One thing to bear in mind is that the results we get from the calculations are proportions. The figures must then be set against a scale (known only to Google) to arrive at each page's actual Google Page Rank. Even so, we can use the calculations to channel the Google Page Rank within a site around its pages so that certain pages receive a higher proportion of it than others.
The Google toolbar
If you have the Google toolbar installed in your browser, you will be used to seeing each page's Google Page Rank as you browse the web. But all isn't always as it seems. Many pages that Google displays the Google Page Rank for haven't been indexed in Google and certainly don't have any Google Page Rank in their own right. What is happening is that one or more pages on the site have been indexed and a Google Page Rank has been calculated. The Google Page Rank figure for the site's pages that haven't been indexed is allocated on the fly - just for your toolbar. The Google Page Rank itself doesn't exist.

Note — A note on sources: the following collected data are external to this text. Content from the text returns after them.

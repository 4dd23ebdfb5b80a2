use serde::{Deserialize, Serialize};
use std::fmt;

/// Kind of system a changefeed writes to.
#[derive(Debug, Clone, Copy, PartialEq, Eq, Hash, Serialize, Deserialize)]
#[serde(rename_all = "snake_case")]
pub enum DownstreamType {
    Mysql,
    Tidb,
    Kafka,
    Pulsar,
    Storage,
}

impl DownstreamType {
    /// Returns `true` when the downstream applies changes in commit order.
    ///
    /// Only database downstreams do. Message queues and object storage deliver DDL and rows
    /// through independent paths.
    pub fn is_commit_ordered(&self) -> bool {
        matches!(self, DownstreamType::Mysql | DownstreamType::Tidb)
    }

    pub fn as_str(&self) -> &'static str {
        match self {
            DownstreamType::Mysql => "mysql",
            DownstreamType::Tidb => "tidb",
            DownstreamType::Kafka => "kafka",
            DownstreamType::Pulsar => "pulsar",
            DownstreamType::Storage => "storage",
        }
    }
}

impl fmt::Display for DownstreamType {
    fn fmt(&self, f: &mut fmt::Formatter<'_>) -> fmt::Result {
        f.write_str(self.as_str())
    }
}

/// Downstream configuration of a changefeed.
#[derive(Clone, Debug, PartialEq, Eq, Serialize, Deserialize)]
#[serde(rename_all = "snake_case")]
pub struct SinkConfig {
    pub downstream: DownstreamType,
}
//! Shared configuration types for changefeeds.

mod barrier;
mod base;
mod changefeed;
mod redo;
mod sink;

pub use barrier::BarrierConfig;
pub use base::ValidationError;
pub use changefeed::ChangefeedConfig;
pub use redo::RedoConfig;
pub use sink::{DownstreamType, SinkConfig};
use serde::{Deserialize, Serialize};
use std::time::Duration;

use crate::load::Config;
use crate::shared::{BarrierConfig, RedoConfig, SinkConfig, ValidationError};

/// Configuration of one changefeed.
#[derive(Clone, Debug, PartialEq, Eq, Serialize, Deserialize)]
#[serde(rename_all = "snake_case")]
pub struct ChangefeedConfig {
    /// Identifier of the changefeed, unique within its namespace.
    pub id: String,
    #[serde(default = "default_namespace")]
    pub namespace: String,
    /// Upstream timestamp the changefeed was created at.
    pub start_ts: u64,
    /// Tracks the upstream schema without applying DDL downstream.
    #[serde(default)]
    pub one_way_mode: bool,
    pub sink: SinkConfig,
    #[serde(default)]
    pub redo: RedoConfig,
    #[serde(default)]
    pub barrier: BarrierConfig,
}

impl ChangefeedConfig {
    pub const DEFAULT_NAMESPACE: &'static str = "default";

    /// Validates the changefeed configuration.
    pub fn validate(&self) -> Result<(), ValidationError> {
        if self.id.is_empty() {
            return Err(ValidationError::EmptyChangefeedId);
        }

        if !self.sink.downstream.is_commit_ordered() {
            return Err(ValidationError::DownstreamNotCommitOrdered(
                self.sink.downstream,
            ));
        }

        self.barrier.validate()
    }

    /// Returns the `namespace/id` pair identifying the changefeed in logs.
    pub fn qualified_id(&self) -> String {
        format!("{}/{}", self.namespace, self.id)
    }

    pub fn tick_interval(&self) -> Duration {
        Duration::from_millis(self.barrier.tick_interval_ms)
    }
}

impl Config for ChangefeedConfig {
    const LIST_PARSE_KEYS: &'static [&'static str] = &[];
}

fn default_namespace() -> String {
    ChangefeedConfig::DEFAULT_NAMESPACE.to_string()
}
use std::collections::HashSet;
use std::future::Future;
use std::sync::Arc;
use tokio::sync::{Mutex, watch};
use tokio::task::JoinHandle;
use tracing::{error, info};

use crate::bail;
use crate::error::{CdcError, CdcResult, ErrorKind};
use crate::sink::{DdlSink, SinkCheckpoint};
use crate::types::{DdlEvent, TableInfo, TableName, Ts};

/// Trait for the component that actually runs a DDL statement against the downstream.
pub trait DdlApplier: Send + Sync + 'static {
    fn apply_ddl(&self, event: &DdlEvent) -> impl Future<Output = CdcResult<()>> + Send;
}

#[derive(Debug)]
struct InFlightDdl {
    commit_ts: Ts,
    table_name: TableName,
    handle: JoinHandle<CdcResult<()>>,
}

impl InFlightDdl {
    fn is_for(&self, event: &DdlEvent) -> bool {
        self.commit_ts == event.commit_ts && &self.table_name == event.table_name()
    }
}

#[derive(Debug, Default)]
struct State {
    in_flight: Option<InFlightDdl>,
    finished_ts: Option<Ts>,
    /// Tables whose DDL at `finished_ts` already completed.
    finished_tables: HashSet<TableName>,
}

impl State {
    fn is_finished(&self, event: &DdlEvent) -> bool {
        match self.finished_ts {
            Some(finished_ts) if event.commit_ts < finished_ts => true,
            Some(finished_ts) if event.commit_ts == finished_ts => {
                self.finished_tables.contains(event.table_name())
            }
            _ => false,
        }
    }

    fn mark_finished(&mut self, commit_ts: Ts, table_name: TableName) {
        if self.finished_ts != Some(commit_ts) {
            self.finished_ts = Some(commit_ts);
            self.finished_tables.clear();
        }
        self.finished_tables.insert(table_name);
    }
}

/// DDL sink that applies each DDL on a background task.
///
/// The first call for a DDL spawns the task and returns `false`. Later calls for the same DDL
/// return `false` while the task runs, then report its outcome once: `true` on success, the
/// task error on failure, or [`ErrorKind::DdlSinkPanic`] when the task panicked. A failed DDL
/// is spawned again on the next call.
#[derive(Debug)]
pub struct BackgroundDdlSink<A> {
    applier: Arc<A>,
    state: Mutex<State>,
    checkpoint: watch::Sender<SinkCheckpoint>,
}

impl<A> BackgroundDdlSink<A>
where
    A: DdlApplier,
{
    pub fn new(applier: A) -> Self {
        let (checkpoint, _) = watch::channel(SinkCheckpoint::default());

        Self {
            applier: Arc::new(applier),
            state: Mutex::new(State::default()),
            checkpoint,
        }
    }

    pub fn subscribe_checkpoint(&self) -> watch::Receiver<SinkCheckpoint> {
        self.checkpoint.subscribe()
    }

    /// Waits for the in-flight DDL, if any, and reports its outcome.
    async fn finish(&self, state: &mut State, in_flight: InFlightDdl) -> CdcResult<bool> {
        let InFlightDdl {
            commit_ts,
            table_name,
            handle,
        } = in_flight;

        match handle.await {
            Ok(Ok(())) => {
                info!(commit_ts, table = %table_name, "ddl applied downstream");
                state.mark_finished(commit_ts, table_name);

                Ok(true)
            }
            Ok(Err(err)) => {
                error!(commit_ts, table = %table_name, error = %err, "ddl failed downstream");

                Err(err)
            }
            Err(err) if err.is_panic() => {
                error!(commit_ts, table = %table_name, "ddl task panicked");

                Err(CdcError::from((
                    ErrorKind::DdlSinkPanic,
                    "DDL task panicked",
                    format!("ddl at {commit_ts} on {table_name}"),
                ))
                .with_source(err))
            }
            Err(err) => Err(CdcError::from((
                ErrorKind::DdlSinkError,
                "DDL task was cancelled",
                format!("ddl at {commit_ts} on {table_name}"),
            ))
            .with_source(err)),
        }
    }
}

impl<A> DdlSink for BackgroundDdlSink<A>
where
    A: DdlApplier,
{
    fn emit_checkpoint_ts(&self, checkpoint_ts: Ts, tables: &[TableInfo]) {
        self.checkpoint
            .send_replace(SinkCheckpoint::new(checkpoint_ts, tables));
    }

    async fn emit_ddl_event(&self, event: &DdlEvent) -> CdcResult<bool> {
        let mut state = self.state.lock().await;
        if state.is_finished(event) {
            return Ok(true);
        }

        if let Some(in_flight) = state.in_flight.take() {
            if !in_flight.is_for(event) {
                let detail = format!(
                    "ddl at {} on {} requested while ddl at {} on {} is running",
                    event.commit_ts,
                    event.table_name(),
                    in_flight.commit_ts,
                    in_flight.table_name
                );
                state.in_flight = Some(in_flight);
                bail!(
                    ErrorKind::InvalidState,
                    "Another DDL is already being applied",
                    detail
                );
            }

            if !in_flight.handle.is_finished() {
                state.in_flight = Some(in_flight);
                return Ok(false);
            }

            return self.finish(&mut state, in_flight).await;
        }

        info!(commit_ts = event.commit_ts, query = %event.query, "applying ddl downstream");

        let applier = self.applier.clone();
        let owned_event = event.clone();
        let handle = tokio::spawn(async move { applier.apply_ddl(&owned_event).await });
        state.in_flight = Some(InFlightDdl {
            commit_ts: event.commit_ts,
            table_name: event.table_name().clone(),
            handle,
        });

        Ok(false)
    }
}

#[cfg(test)]
mod tests {
    use super::*;
    use crate::types::ActionType;
    use std::sync::atomic::{AtomicUsize, Ordering};
    use tokio::sync::Notify;

    #[derive(Debug, Default)]
    struct GatedApplier {
        release: Notify,
        applied: AtomicUsize,
        panic: bool,
        fail: bool,
    }

    impl DdlApplier for GatedApplier {
        async fn apply_ddl(&self, _event: &DdlEvent) -> CdcResult<()> {
            self.release.notified().await;
            if self.panic {
                panic!("applier panicked");
            }
            if self.fail {
                bail!(ErrorKind::DdlSinkError, "Downstream rejected the DDL");
            }
            self.applied.fetch_add(1, Ordering::SeqCst);

            Ok(())
        }
    }

    fn event(table: &str, commit_ts: Ts) -> DdlEvent {
        DdlEvent {
            commit_ts,
            action: ActionType::AddColumn,
            table_info: TableInfo::new("test", table, 1),
            pre_table_info: None,
            query: format!("ALTER TABLE {table} ADD COLUMN c INT"),
        }
    }

    async fn wait_until_finished<A: DdlApplier>(sink: &BackgroundDdlSink<A>) {
        loop {
            let finished = {
                let state = sink.state.lock().await;
                state
                    .in_flight
                    .as_ref()
                    .is_none_or(|in_flight| in_flight.handle.is_finished())
            };
            if finished {
                return;
            }
            tokio::task::yield_now().await;
        }
    }

    #[tokio::test]
    async fn ddl_is_applied_once_and_reported_done() {
        let applier = GatedApplier::default();
        let sink = BackgroundDdlSink::new(applier);
        let ddl = event("t1", 100);

        assert!(!sink.emit_ddl_event(&ddl).await.unwrap());
        assert!(!sink.emit_ddl_event(&ddl).await.unwrap());

        sink.applier.release.notify_one();
        wait_until_finished(&sink).await;

        assert!(sink.emit_ddl_event(&ddl).await.unwrap());
        assert!(sink.emit_ddl_event(&ddl).await.unwrap());
        assert!(sink.emit_ddl_event(&event("t1", 90)).await.unwrap());
        assert_eq!(sink.applier.applied.load(Ordering::SeqCst), 1);
    }

    #[tokio::test]
    async fn ddl_on_another_table_at_the_same_ts_is_applied() {
        let sink = BackgroundDdlSink::new(GatedApplier::default());

        assert!(!sink.emit_ddl_event(&event("t1", 100)).await.unwrap());
        sink.applier.release.notify_one();
        wait_until_finished(&sink).await;
        assert!(sink.emit_ddl_event(&event("t1", 100)).await.unwrap());

        assert!(!sink.emit_ddl_event(&event("t2", 100)).await.unwrap());
    }

    #[tokio::test]
    async fn task_failure_is_propagated() {
        let applier = GatedApplier {
            fail: true,
            ..Default::default()
        };
        let sink = BackgroundDdlSink::new(applier);
        let ddl = event("t1", 100);

        assert!(!sink.emit_ddl_event(&ddl).await.unwrap());
        sink.applier.release.notify_one();
        wait_until_finished(&sink).await;

        let err = sink.emit_ddl_event(&ddl).await.unwrap_err();
        assert_eq!(err.kind(), ErrorKind::DdlSinkError);
    }

    #[tokio::test]
    async fn task_panic_is_reported() {
        let applier = GatedApplier {
            panic: true,
            ..Default::default()
        };
        let sink = BackgroundDdlSink::new(applier);
        let ddl = event("t1", 100);

        assert!(!sink.emit_ddl_event(&ddl).await.unwrap());
        sink.applier.release.notify_one();
        wait_until_finished(&sink).await;

        let err = sink.emit_ddl_event(&ddl).await.unwrap_err();
        assert_eq!(err.kind(), ErrorKind::DdlSinkPanic);
    }

    #[tokio::test]
    async fn concurrent_ddl_is_rejected() {
        let sink = BackgroundDdlSink::new(GatedApplier::default());

        assert!(!sink.emit_ddl_event(&event("t1", 100)).await.unwrap());
        let err = sink.emit_ddl_event(&event("t2", 110)).await.unwrap_err();

        assert_eq!(err.kind(), ErrorKind::InvalidState);
    }
}
use serde::{Deserialize, Serialize};

use crate::types::{TableId, Ts};

/// Upper bound for the checkpoint of a single physical table.
#[derive(Debug, Clone, Copy, PartialEq, Eq, Serialize, Deserialize)]
pub struct TableBarrier {
    pub table_id: TableId,
    pub barrier_ts: Ts,
}

/// Progress bound handed to the table scheduler.
///
/// No table checkpoint may advance past `global_barrier_ts`, and the tables listed in
/// `table_barriers` may not advance past their own, stricter, barrier. Table barriers are
/// sorted by ascending barrier ts and every one of them is at most `global_barrier_ts`.
#[derive(Debug, Clone, Default, PartialEq, Eq, Serialize, Deserialize)]
pub struct Barrier {
    pub table_barriers: Vec<TableBarrier>,
    pub global_barrier_ts: Ts,
}

impl Barrier {
    /// Returns the barrier of the given physical table, if it has its own.
    pub fn table_barrier_ts(&self, table_id: TableId) -> Option<Ts> {
        self.table_barriers
            .iter()
            .find(|barrier| barrier.table_id == table_id)
            .map(|barrier| barrier.barrier_ts)
    }

    /// Returns the ts the checkpoint of `table_id` may advance to.
    pub fn effective_barrier_ts(&self, table_id: TableId) -> Ts {
        self.table_barrier_ts(table_id)
            .unwrap_or(self.global_barrier_ts)
            .min(self.global_barrier_ts)
    }
}

/// Result of one coordinator tick.
#[derive(Debug, Clone, Default, PartialEq, Eq, Serialize, Deserialize)]
pub struct TickOutput {
    /// Physical tables the changefeed watches at the snapshot ts of this tick.
    pub physical_table_ids: Vec<TableId>,
    /// Smallest commit ts among all pending DDL, bounded by the resolved ts view.
    pub min_table_barrier_ts: Ts,
    pub barrier: Barrier,
}
use thiserror::Error;

use crate::shared::DownstreamType;

/// Configuration validation errors.
#[derive(Debug, Error)]
pub enum ValidationError {
    /// The changefeed id is empty.
    #[error("`id` cannot be empty")]
    EmptyChangefeedId,
    /// DDL coordination requires a downstream that applies changes in commit order.
    #[error("downstream `{0}` does not apply changes in commit order")]
    DownstreamNotCommitOrdered(DownstreamType),
    /// A field holds a value outside of its allowed range.
    #[error("Invalid value for `{field}`: {constraint}")]
    InvalidFieldValue { field: String, constraint: String },
}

It's important to know this so that you can avoid exchanging links with pages that really don't have any Google Page Rank of their own. Before making exchanges, search for the page on Google to make sure that it is indexed.
Sub-directories
Some people believe that Google drops a page's Google Page Rank by a value of 1 for each sub-directory level below the root directory. E.g. if the value of pages in the root directory is generally around 4, then pages in the next directory level down will be generally around 3, and so on down the levels. Other people (including me) don't accept that at all. Either way, because some spiders tend to avoid deep sub-directories, it is generally considered to be beneficial to keep directory structures shallow (directories one or two levels below the root).
ODP and Yahoo!
It used to be thought that Google gave a Google Page Rank boost to sites that are listed in the Yahoo! and ODP (a.k.a. DMOZ) directories, but these days general opinion is that they don't. There is certainly a Google Page Rank gain for sites that are listed in those directories, but the reason for it is now thought to be this:-
Google spiders the directories just like any other site and their pages have decent Google Page Rank and so they are good inbound links to have. In the case of the ODP, Google's directory is a copy of the ODP directory. Each time that sites are added and dropped from the ODP, they are added and dropped from Google's directory when they next update it. The entry in Google's directory is yet another good, Google Page Rank boosting, inbound link. Also, the ODP data is used for searches on a myriad of websites - more inbound links!